- About this task
Nothing but the lines from the one containing "so that single-cell" through the one containing "is tracked explicitly.", both included, should be given again, each exactly as written below.

[Saved entries]
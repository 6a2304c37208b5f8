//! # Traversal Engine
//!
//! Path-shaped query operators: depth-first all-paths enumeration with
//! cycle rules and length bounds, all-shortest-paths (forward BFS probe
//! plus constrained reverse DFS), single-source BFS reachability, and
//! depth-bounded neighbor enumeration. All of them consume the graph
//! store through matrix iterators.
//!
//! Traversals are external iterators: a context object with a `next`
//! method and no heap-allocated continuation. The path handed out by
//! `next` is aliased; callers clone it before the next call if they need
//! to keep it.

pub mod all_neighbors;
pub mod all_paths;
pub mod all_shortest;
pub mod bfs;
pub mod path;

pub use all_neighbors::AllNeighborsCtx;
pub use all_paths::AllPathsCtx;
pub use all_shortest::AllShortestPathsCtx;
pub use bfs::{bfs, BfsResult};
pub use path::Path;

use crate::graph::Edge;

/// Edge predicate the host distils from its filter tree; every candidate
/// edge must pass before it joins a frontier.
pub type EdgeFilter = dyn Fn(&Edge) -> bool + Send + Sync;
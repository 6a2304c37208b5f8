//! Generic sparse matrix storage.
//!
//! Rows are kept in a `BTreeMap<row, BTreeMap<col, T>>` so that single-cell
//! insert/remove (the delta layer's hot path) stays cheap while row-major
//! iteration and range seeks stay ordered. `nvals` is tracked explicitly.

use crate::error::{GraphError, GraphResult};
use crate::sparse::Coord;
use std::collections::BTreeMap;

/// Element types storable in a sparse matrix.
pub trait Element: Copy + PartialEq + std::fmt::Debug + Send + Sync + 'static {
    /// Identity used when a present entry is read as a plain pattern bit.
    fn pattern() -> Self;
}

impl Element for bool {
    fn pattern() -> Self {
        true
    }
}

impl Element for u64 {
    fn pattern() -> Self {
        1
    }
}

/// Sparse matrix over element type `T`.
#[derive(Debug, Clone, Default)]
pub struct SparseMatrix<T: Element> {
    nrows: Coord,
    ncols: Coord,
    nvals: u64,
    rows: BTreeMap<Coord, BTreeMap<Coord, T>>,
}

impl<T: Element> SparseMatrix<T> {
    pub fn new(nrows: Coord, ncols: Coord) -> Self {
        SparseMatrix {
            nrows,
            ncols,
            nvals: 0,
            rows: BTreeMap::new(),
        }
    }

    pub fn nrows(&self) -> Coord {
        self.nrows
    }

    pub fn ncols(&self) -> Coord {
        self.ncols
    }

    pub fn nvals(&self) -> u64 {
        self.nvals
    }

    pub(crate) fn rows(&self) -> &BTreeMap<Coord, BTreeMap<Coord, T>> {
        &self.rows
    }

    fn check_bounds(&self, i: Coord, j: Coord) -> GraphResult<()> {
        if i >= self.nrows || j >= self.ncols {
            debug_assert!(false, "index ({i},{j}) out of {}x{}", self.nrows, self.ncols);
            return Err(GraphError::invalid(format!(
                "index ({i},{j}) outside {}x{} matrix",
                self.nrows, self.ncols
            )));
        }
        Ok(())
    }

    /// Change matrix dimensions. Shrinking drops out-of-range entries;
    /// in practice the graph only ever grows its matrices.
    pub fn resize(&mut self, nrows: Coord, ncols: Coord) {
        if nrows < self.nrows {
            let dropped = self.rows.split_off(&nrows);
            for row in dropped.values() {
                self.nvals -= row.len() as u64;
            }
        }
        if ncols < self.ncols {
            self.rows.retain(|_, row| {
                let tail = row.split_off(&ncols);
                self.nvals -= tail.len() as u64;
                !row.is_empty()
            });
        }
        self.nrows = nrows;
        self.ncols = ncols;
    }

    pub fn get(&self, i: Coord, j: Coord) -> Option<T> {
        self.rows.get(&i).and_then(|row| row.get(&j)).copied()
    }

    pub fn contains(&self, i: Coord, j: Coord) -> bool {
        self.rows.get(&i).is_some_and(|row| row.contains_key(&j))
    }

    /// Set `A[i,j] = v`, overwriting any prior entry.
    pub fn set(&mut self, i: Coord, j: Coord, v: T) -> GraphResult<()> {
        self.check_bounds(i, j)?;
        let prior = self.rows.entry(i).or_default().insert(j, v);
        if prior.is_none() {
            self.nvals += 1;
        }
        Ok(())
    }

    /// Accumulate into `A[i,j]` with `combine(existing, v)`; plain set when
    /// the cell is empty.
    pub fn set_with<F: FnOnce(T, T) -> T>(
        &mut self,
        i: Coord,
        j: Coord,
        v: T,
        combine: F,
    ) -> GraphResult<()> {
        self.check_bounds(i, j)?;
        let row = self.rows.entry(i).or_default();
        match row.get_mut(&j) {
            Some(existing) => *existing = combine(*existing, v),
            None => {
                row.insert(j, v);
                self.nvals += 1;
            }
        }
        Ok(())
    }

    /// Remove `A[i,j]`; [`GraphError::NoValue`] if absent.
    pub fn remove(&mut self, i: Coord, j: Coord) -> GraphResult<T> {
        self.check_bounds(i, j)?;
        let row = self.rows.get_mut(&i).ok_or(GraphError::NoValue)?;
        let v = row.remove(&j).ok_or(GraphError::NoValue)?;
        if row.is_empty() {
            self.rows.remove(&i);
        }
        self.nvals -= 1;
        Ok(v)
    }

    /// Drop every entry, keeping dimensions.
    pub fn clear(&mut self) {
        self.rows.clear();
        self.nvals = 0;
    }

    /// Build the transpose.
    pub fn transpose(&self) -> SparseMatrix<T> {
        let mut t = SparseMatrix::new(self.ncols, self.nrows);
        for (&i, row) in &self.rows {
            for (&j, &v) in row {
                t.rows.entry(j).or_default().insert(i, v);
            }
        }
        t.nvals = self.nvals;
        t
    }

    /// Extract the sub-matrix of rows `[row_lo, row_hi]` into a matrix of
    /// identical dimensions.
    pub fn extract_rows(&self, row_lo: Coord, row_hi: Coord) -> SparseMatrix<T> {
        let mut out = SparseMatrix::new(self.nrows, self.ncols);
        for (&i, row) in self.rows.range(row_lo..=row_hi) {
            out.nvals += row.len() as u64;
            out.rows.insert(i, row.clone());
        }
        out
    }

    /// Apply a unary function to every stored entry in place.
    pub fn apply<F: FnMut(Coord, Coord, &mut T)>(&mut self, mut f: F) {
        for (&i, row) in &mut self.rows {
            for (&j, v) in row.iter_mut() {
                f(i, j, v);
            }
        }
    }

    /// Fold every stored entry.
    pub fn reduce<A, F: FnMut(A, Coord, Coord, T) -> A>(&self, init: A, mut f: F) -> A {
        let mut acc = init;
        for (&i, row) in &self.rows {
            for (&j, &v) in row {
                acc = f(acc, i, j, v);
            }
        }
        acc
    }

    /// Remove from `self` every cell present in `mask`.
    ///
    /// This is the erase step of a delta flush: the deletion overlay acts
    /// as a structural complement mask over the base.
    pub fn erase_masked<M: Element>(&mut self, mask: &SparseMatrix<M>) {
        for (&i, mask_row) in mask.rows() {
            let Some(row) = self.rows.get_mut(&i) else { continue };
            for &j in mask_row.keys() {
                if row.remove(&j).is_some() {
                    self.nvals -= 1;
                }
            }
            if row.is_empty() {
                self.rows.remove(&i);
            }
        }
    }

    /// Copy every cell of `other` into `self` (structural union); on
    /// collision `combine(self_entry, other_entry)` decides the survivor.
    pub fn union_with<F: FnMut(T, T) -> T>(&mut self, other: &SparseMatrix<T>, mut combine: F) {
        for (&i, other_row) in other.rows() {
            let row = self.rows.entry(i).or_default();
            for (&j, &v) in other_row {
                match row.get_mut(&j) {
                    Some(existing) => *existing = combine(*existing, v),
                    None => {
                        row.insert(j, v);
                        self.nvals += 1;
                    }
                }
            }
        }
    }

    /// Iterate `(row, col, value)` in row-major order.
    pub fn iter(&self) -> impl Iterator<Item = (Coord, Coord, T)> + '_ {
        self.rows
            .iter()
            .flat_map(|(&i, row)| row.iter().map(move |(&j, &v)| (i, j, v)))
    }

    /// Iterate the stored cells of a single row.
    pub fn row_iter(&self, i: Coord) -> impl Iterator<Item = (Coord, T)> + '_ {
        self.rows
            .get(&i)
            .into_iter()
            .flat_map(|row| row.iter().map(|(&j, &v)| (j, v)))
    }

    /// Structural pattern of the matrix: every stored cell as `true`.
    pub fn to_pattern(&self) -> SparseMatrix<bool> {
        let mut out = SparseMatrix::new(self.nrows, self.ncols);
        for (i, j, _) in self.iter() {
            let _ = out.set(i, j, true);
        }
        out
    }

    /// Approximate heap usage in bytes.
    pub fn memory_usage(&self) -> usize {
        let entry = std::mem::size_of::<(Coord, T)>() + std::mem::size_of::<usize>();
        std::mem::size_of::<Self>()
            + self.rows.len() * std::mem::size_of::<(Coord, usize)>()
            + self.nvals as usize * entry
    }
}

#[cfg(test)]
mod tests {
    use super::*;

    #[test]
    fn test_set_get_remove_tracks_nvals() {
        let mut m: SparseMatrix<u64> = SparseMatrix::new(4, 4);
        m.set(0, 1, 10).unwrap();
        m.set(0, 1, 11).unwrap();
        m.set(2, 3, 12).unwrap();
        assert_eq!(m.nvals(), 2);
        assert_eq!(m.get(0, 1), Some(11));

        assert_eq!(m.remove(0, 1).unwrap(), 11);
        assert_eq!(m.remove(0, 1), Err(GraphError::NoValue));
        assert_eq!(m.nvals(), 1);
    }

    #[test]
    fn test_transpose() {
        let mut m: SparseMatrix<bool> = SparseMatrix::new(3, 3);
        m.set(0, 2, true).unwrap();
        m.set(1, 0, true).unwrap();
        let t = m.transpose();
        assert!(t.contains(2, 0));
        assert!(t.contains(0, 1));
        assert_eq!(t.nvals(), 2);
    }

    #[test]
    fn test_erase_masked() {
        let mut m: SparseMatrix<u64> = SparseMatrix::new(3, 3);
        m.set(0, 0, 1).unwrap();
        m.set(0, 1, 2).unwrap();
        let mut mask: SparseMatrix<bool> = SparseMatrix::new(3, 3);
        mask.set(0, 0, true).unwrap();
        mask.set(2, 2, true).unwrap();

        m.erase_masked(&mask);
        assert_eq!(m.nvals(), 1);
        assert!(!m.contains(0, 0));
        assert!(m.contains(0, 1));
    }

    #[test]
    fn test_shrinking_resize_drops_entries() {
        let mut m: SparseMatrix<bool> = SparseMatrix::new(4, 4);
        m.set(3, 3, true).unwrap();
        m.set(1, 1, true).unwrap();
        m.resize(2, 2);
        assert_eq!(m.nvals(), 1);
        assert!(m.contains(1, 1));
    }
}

- Expected answer
//! Rows are kept in a `BTreeMap<row, BTreeMap<col, T>>` so that single-cell
//! insert/remove (the delta layer's hot path) stays cheap while row-major
//! iteration and range seeks stay ordered. `nvals` is tracked explicitly.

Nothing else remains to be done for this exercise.